Exercise goal: Go through the data below line by line and report how many lines contain "Send", giving only that figure.

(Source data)
=== Begin Enclosure ===
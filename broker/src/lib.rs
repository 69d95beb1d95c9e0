// Copyright (c) 2024-2025 The TezSign Foundation

//! Request/response broker over an unordered, lossy, reboot-prone byte
//! stream
//!
//! A [Broker] owns one endpoint of the USB link: a cancellable read source,
//! a write sink, a fixed worker pool and the request-tracking tables. It
//! provides exactly-once-visible request/response semantics on top of a
//! transport that guarantees nothing:
//!
//! * frames are located by magic + parity and resynchronised via the
//!   [stash][stash::Stash] after corruption,
//! * inbound duplicates are suppressed while the first copy is in flight,
//! * outbound requests are retained until the peer `accept`s them and
//!   retransmitted when the peer signals `retry`,
//! * transient transport errors are retried with exponential backoff and
//!   only a fatal error (or ten consecutive failures) marks the broker
//!   [done][Broker::done].
//!
//! See [tezsign_wire] for the frame layout.

use std::io;

use async_trait::async_trait;
use tokio_util::sync::CancellationToken;

mod broker;
pub use broker::{handler, Broker, Handler, Options};

mod error;
pub use error::Error;

pub mod io_ext;
pub use io_ext::{leaked_readers, leaked_writers, FdReader, FdWriter};

pub mod stash;

pub mod waiters;
pub use waiters::WaiterMap;

/// Cancellable byte source.
///
/// `read_ctx` must return promptly once `ct` is cancelled, even while the
/// underlying operation is blocked (see [io_ext] for the fd-backed
/// implementation and its leak accounting).
#[async_trait]
pub trait ReadCtx: Send {
    async fn read_ctx(&mut self, ct: &CancellationToken, buf: &mut [u8]) -> io::Result<usize>;
}

/// Cancellable byte sink. `write_ctx` writes the whole buffer or fails.
#[async_trait]
pub trait WriteCtx: Send {
    async fn write_ctx(&mut self, ct: &CancellationToken, buf: &[u8]) -> io::Result<usize>;
}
=== End Enclosure ===
Expected answer: 2